→ **Exercise**:
All of the data that appears below is to be given again precisely as written.

** Given records follows **

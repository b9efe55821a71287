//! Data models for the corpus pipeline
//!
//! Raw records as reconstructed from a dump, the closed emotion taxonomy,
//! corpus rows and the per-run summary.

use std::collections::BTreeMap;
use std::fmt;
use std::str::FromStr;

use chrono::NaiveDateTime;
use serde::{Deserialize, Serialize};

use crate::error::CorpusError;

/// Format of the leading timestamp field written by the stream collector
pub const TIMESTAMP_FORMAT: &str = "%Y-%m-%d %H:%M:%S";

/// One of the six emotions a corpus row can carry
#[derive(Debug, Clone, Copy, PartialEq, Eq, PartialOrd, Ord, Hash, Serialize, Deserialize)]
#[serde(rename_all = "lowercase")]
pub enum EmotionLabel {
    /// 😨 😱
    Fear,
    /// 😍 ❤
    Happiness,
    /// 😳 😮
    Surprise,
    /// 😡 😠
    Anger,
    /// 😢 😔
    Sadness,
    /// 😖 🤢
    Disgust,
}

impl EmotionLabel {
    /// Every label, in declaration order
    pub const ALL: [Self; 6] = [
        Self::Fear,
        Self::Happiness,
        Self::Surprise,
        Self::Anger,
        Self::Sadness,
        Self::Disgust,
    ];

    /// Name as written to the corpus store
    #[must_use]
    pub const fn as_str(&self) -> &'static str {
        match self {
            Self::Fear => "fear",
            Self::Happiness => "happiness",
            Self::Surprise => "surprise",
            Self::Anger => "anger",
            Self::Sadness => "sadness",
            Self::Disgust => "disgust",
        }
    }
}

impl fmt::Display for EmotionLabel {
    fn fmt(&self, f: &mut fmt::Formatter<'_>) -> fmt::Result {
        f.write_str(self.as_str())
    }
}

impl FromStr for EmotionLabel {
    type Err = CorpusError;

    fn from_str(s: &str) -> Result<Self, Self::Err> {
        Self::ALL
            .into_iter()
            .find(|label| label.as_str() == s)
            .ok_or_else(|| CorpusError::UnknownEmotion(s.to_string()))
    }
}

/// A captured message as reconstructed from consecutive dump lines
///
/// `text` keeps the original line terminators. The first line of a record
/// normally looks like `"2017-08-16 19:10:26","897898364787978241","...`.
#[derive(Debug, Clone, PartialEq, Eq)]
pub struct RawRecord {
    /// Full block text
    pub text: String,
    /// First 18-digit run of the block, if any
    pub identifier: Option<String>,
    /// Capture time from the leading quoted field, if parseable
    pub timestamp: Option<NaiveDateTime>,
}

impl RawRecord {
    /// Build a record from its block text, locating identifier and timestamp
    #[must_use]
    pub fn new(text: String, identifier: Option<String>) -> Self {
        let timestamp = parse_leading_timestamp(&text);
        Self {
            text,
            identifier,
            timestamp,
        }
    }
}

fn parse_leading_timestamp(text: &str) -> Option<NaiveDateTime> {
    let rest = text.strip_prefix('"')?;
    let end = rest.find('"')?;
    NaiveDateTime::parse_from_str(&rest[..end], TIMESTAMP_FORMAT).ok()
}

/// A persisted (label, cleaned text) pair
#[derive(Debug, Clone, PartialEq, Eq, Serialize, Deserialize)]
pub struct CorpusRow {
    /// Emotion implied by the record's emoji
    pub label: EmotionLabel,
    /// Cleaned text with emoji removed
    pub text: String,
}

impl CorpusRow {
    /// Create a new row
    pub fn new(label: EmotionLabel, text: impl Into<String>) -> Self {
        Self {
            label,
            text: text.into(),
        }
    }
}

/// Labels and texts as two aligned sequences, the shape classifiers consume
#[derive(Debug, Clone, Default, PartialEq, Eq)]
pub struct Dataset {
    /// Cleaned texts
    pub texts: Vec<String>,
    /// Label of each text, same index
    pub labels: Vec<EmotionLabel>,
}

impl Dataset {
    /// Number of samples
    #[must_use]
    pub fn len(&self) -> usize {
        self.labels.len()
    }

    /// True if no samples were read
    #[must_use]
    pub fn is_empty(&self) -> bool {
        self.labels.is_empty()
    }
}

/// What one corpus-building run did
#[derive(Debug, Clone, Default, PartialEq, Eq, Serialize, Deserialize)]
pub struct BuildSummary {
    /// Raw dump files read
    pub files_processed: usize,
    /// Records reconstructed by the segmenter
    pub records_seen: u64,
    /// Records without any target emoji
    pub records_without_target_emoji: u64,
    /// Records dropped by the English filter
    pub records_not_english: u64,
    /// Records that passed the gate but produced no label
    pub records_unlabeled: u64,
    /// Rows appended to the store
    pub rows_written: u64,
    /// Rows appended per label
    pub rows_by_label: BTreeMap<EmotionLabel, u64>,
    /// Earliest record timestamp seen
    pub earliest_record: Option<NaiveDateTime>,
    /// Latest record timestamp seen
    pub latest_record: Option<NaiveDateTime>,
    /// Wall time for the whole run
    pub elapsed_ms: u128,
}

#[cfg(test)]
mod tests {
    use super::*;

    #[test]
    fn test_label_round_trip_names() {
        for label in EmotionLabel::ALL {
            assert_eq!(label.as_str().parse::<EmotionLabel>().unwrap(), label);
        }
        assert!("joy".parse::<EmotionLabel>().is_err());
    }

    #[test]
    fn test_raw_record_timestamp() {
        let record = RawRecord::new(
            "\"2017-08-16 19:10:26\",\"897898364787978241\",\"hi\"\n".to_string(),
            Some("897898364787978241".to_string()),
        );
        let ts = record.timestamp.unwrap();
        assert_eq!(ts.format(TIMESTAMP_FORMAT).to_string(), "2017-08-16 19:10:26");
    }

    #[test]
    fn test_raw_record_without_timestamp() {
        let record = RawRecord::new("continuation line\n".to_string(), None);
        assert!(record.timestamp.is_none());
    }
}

** End of Given records **

→ **Exercise result**:
repository b9efe55821a71287
//! Data models for the corpus pipeline
//!
//! Raw records as reconstructed from a dump, the closed emotion taxonomy,
//! corpus rows and the per-run summary.

use std::collections::BTreeMap;
use std::fmt;
use std::str::FromStr;

use chrono::NaiveDateTime;
use serde::{Deserialize, Serialize};

use crate::error::CorpusError;

/// Format of the leading timestamp field written by the stream collector
pub const TIMESTAMP_FORMAT: &str = "%Y-%m-%d %H:%M:%S";

/// One of the six emotions a corpus row can carry
#[derive(Debug, Clone, Copy, PartialEq, Eq, PartialOrd, Ord, Hash, Serialize, Deserialize)]
#[serde(rename_all = "lowercase")]
pub enum EmotionLabel {
    /// 😨 😱
    Fear,
    /// 😍 ❤
    Happiness,
    /// 😳 😮
    Surprise,
    /// 😡 😠
    Anger,
    /// 😢 😔
    Sadness,
    /// 😖 🤢
    Disgust,
}

impl EmotionLabel {
    /// Every label, in declaration order
    pub const ALL: [Self; 6] = [
        Self::Fear,
        Self::Happiness,
        Self::Surprise,
        Self::Anger,
        Self::Sadness,
        Self::Disgust,
    ];

    /// Name as written to the corpus store
    #[must_use]
    pub const fn as_str(&self) -> &'static str {
        match self {
            Self::Fear => "fear",
            Self::Happiness => "happiness",
            Self::Surprise => "surprise",
            Self::Anger => "anger",
            Self::Sadness => "sadness",
            Self::Disgust => "disgust",
        }
    }
}

impl fmt::Display for EmotionLabel {
    fn fmt(&self, f: &mut fmt::Formatter<'_>) -> fmt::Result {
        f.write_str(self.as_str())
    }
}

impl FromStr for EmotionLabel {
    type Err = CorpusError;

    fn from_str(s: &str) -> Result<Self, Self::Err> {
        Self::ALL
            .into_iter()
            .find(|label| label.as_str() == s)
            .ok_or_else(|| CorpusError::UnknownEmotion(s.to_string()))
    }
}

/// A captured message as reconstructed from consecutive dump lines
///
/// `text` keeps the original line terminators. The first line of a record
/// normally looks like `"2017-08-16 19:10:26","897898364787978241","...`.
#[derive(Debug, Clone, PartialEq, Eq)]
pub struct RawRecord {
    /// Full block text
    pub text: String,
    /// First 18-digit run of the block, if any
    pub identifier: Option<String>,
    /// Capture time from the leading quoted field, if parseable
    pub timestamp: Option<NaiveDateTime>,
}

impl RawRecord {
    /// Build a record from its block text, locating identifier and timestamp
    #[must_use]
    pub fn new(text: String, identifier: Option<String>) -> Self {
        let timestamp = parse_leading_timestamp(&text);
        Self {
            text,
            identifier,
            timestamp,
        }
    }
}

fn parse_leading_timestamp(text: &str) -> Option<NaiveDateTime> {
    let rest = text.strip_prefix('"')?;
    let end = rest.find('"')?;
    NaiveDateTime::parse_from_str(&rest[..end], TIMESTAMP_FORMAT).ok()
}

/// A persisted (label, cleaned text) pair
#[derive(Debug, Clone, PartialEq, Eq, Serialize, Deserialize)]
pub struct CorpusRow {
    /// Emotion implied by the record's emoji
    pub label: EmotionLabel,
    /// Cleaned text with emoji removed
    pub text: String,
}

impl CorpusRow {
    /// Create a new row
    pub fn new(label: EmotionLabel, text: impl Into<String>) -> Self {
        Self {
            label,
            text: text.into(),
        }
    }
}

/// Labels and texts as two aligned sequences, the shape classifiers consume
#[derive(Debug, Clone, Default, PartialEq, Eq)]
pub struct Dataset {
    /// Cleaned texts
    pub texts: Vec<String>,
    /// Label of each text, same index
    pub labels: Vec<EmotionLabel>,
}

impl Dataset {
    /// Number of samples
    #[must_use]
    pub fn len(&self) -> usize {
        self.labels.len()
    }

    /// True if no samples were read
    #[must_use]
    pub fn is_empty(&self) -> bool {
        self.labels.is_empty()
    }
}

/// What one corpus-building run did
#[derive(Debug, Clone, Default, PartialEq, Eq, Serialize, Deserialize)]
pub struct BuildSummary {
    /// Raw dump files read
    pub files_processed: usize,
    /// Records reconstructed by the segmenter
    pub records_seen: u64,
    /// Records without any target emoji
    pub records_without_target_emoji: u64,
    /// Records dropped by the English filter
    pub records_not_english: u64,
    /// Records that passed the gate but produced no label
    pub records_unlabeled: u64,
    /// Rows appended to the store
    pub rows_written: u64,
    /// Rows appended per label
    pub rows_by_label: BTreeMap<EmotionLabel, u64>,
    /// Earliest record timestamp seen
    pub earliest_record: Option<NaiveDateTime>,
    /// Latest record timestamp seen
    pub latest_record: Option<NaiveDateTime>,
    /// Wall time for the whole run
    pub elapsed_ms: u128,
}

#[cfg(test)]
mod tests {
    use super::*;

    #[test]
    fn test_label_round_trip_names() {
        for label in EmotionLabel::ALL {
            assert_eq!(label.as_str().parse::<EmotionLabel>().unwrap(), label);
        }
        assert!("joy".parse::<EmotionLabel>().is_err());
    }

    #[test]
    fn test_raw_record_timestamp() {
        let record = RawRecord::new(
            "\"2017-08-16 19:10:26\",\"897898364787978241\",\"hi\"\n".to_string(),
            Some("897898364787978241".to_string()),
        );
        let ts = record.timestamp.unwrap();
        assert_eq!(ts.format(TIMESTAMP_FORMAT).to_string(), "2017-08-16 19:10:26");
    }

    #[test]
    fn test_raw_record_without_timestamp() {
        let record = RawRecord::new("continuation line\n".to_string(), None);
        assert!(record.timestamp.is_none());
    }
}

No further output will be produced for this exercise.